The Type 95 Ha-Go had a complement of three crewmen: a commander, a hull machine gunner, and a driver. Only the commander was seated in the turret, hence he was responsible for observation, loading, aiming, firing the main gun, as well as decision-making and commanding the crew.

The primary armament of the initially produced version was a Type 94 (1934) 37 mm tank gun (not to be confused with the Type 94 37 mm anti-tank gun introduced two years later) with a barrel length of 46.1 calibers. It elevated between −15 and +20 degrees. The tank carried two types of 37 mm ammunition, the high-explosive and armor-piercing. For the latter, muzzle velocity was 580 m/s and armor penetration was 36 mm at a distance of 275 m.

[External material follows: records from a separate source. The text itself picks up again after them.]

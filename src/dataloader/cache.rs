use rayon::prelude::*;
use rayon::ThreadPool;
use tracing::info;

use super::error::{DataLoaderError, Result};
use super::loader::SampleLoader;

// Always works in byte counts
pub struct MemoryBudget {
    maximum: u64,
    current: u64,
}

impl MemoryBudget {
    pub fn new(maximum: u64) -> Self {
        Self {
            maximum,
            current: 0,
        }
    }

    pub fn unlimited() -> Self {
        Self::new(u64::MAX)
    }

    pub fn allocate(&mut self, size: u64) -> Result<()> {
        let new_usage = self.current.checked_add(size).ok_or_else(|| {
            DataLoaderError::OutOfMemory(format!(
                "allocation would overflow: current {} + size {}",
                self.current, size
            ))
        })?;
        if new_usage > self.maximum {
            return Err(DataLoaderError::OutOfMemory(format!(
                "tried to allocate {} bytes when {} of {} bytes are used",
                size, self.current, self.maximum
            )));
        }
        self.current = new_usage;
        Ok(())
    }

    pub fn current(&self) -> u64 {
        self.current
    }

    pub fn maximum(&self) -> u64 {
        self.maximum
    }

    pub fn available(&self) -> u64 {
        self.maximum - self.current
    }
}

/// Every sample, cropped and laid out exactly as it appears in a batch slot.
/// Filled once at construction and read-only afterwards.
pub struct RamCache {
    data: Box<[f32]>,
    elements_per_sample: usize,
}

impl RamCache {
    pub fn populate(
        loader: &SampleLoader,
        pool: &ThreadPool,
        budget: &mut MemoryBudget,
    ) -> Result<Self> {
        let catalog = loader.catalog();
        let elements_per_sample = catalog.elements_per_sample();
        let total = elements_per_sample
            .checked_mul(catalog.sample_count())
            .filter(|t| t.checked_mul(std::mem::size_of::<f32>()).is_some())
            .ok_or_else(|| {
                DataLoaderError::OutOfMemory(format!(
                    "{} samples of {} values each cannot be addressed",
                    catalog.sample_count(),
                    elements_per_sample
                ))
            })?;
        let bytes = (total * std::mem::size_of::<f32>()) as u64;

        budget.allocate(bytes)?;

        let mut data = vec![0.0f32; total].into_boxed_slice();
        pool.install(|| {
            data.par_chunks_exact_mut(elements_per_sample)
                .enumerate()
                .try_for_each(|(index, slot)| loader.write_slot(index, slot))
        })?;

        info!(
            samples = catalog.sample_count(),
            bytes, "RAM cache populated"
        );

        Ok(Self {
            data,
            elements_per_sample,
        })
    }

    pub fn sample(&self, index: usize) -> Option<&[f32]> {
        let start = index.checked_mul(self.elements_per_sample)?;
        self.data.get(start..start + self.elements_per_sample)
    }

    pub fn sample_count(&self) -> usize {
        self.data.len() / self.elements_per_sample
    }

    pub fn size_in_bytes(&self) -> usize {
        self.data.len() * std::mem::size_of::<f32>()
    }
}
use tracing::warn;

use crate::dataloader::error::{DataLoaderError, Result};
use crate::tensor::tensor::Tensor;
use crate::tensor::tensor_desc::TensorDesc;

use super::export::{decode_binary_predictions, PredictionExport};

/// One-hot labels for binary classification. Column 0 marks a positive
/// sample, column 1 a negative one.
#[derive(Clone, Debug, PartialEq)]
pub struct BinaryClassificationLabels {
    one_hot: Vec<[f32; 2]>,
    positive_label: i64,
    negative_label: i64,
}

impl BinaryClassificationLabels {
    pub fn new(raw_labels: &[i64], positive_label: i64, negative_label: i64) -> Result<Self> {
        if positive_label == negative_label {
            return Err(DataLoaderError::Configuration(format!(
                "positive and negative label are both {positive_label}"
            )));
        }

        let unmatched = raw_labels
            .iter()
            .filter(|&&l| l != positive_label && l != negative_label)
            .count();
        if unmatched > 0 {
            warn!(
                unmatched,
                positive_label, negative_label, "raw labels match neither class value, encoded as negative"
            );
        }

        let one_hot = raw_labels
            .iter()
            .map(|&l| if l == positive_label { [1.0, 0.0] } else { [0.0, 1.0] })
            .collect();

        Ok(Self {
            one_hot,
            positive_label,
            negative_label,
        })
    }

    /// Takes a pre-computed encoding. Every row must sum to exactly one.
    pub fn from_one_hot(rows: Vec<[f32; 2]>, positive_label: i64, negative_label: i64) -> Result<Self> {
        for (i, row) in rows.iter().enumerate() {
            let valid = matches!(row, [a, b] if (*a == 1.0 && *b == 0.0) || (*a == 0.0 && *b == 1.0));
            if !valid {
                return Err(DataLoaderError::Configuration(format!(
                    "one-hot row {i} is {row:?}, expected exactly one column set to 1"
                )));
            }
        }

        Ok(Self {
            one_hot: rows,
            positive_label,
            negative_label,
        })
    }

    pub fn len(&self) -> usize {
        self.one_hot.len()
    }

    pub fn is_empty(&self) -> bool {
        self.one_hot.is_empty()
    }

    pub fn positive_label(&self) -> i64 {
        self.positive_label
    }

    pub fn negative_label(&self) -> i64 {
        self.negative_label
    }

    pub fn rows(&self) -> &[[f32; 2]] {
        &self.one_hot
    }

    /// Label rows for `indices`, in the same order, as a `[n, 2]` tensor.
    pub fn labels_for_indices(&self, indices: &[usize]) -> Result<Tensor> {
        let mut labels = Tensor::zeros(TensorDesc::new_matrix(indices.len(), 2));
        for (row, &index) in labels.data.chunks_exact_mut(2).zip(indices) {
            let one_hot = self.one_hot.get(index).ok_or_else(|| {
                DataLoaderError::ShapeMismatch(format!(
                    "label requested for sample {index} but only {} labels exist",
                    self.one_hot.len()
                ))
            })?;
            row.copy_from_slice(one_hot);
        }
        Ok(labels)
    }

    pub fn export_predictions(&self, predictions: &Tensor) -> Result<PredictionExport> {
        decode_binary_predictions(predictions)
    }
}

In 1937, the tank was re-armed with a longer barrel 37 mm tank gun, and the original secondary armament of two 6.5 mm Type 91 machine guns were replaced with two 7.7 mm Type 97 light machine guns, one mounted in the hull front and the other in the back of the turret, facing to the rear right (that is, in the five-o-clock direction). The new main gun had greater firepower given its higher muzzle velocity of 675 m/s. The changes in armament caused the weight of the tank to increase to 7.4 tons.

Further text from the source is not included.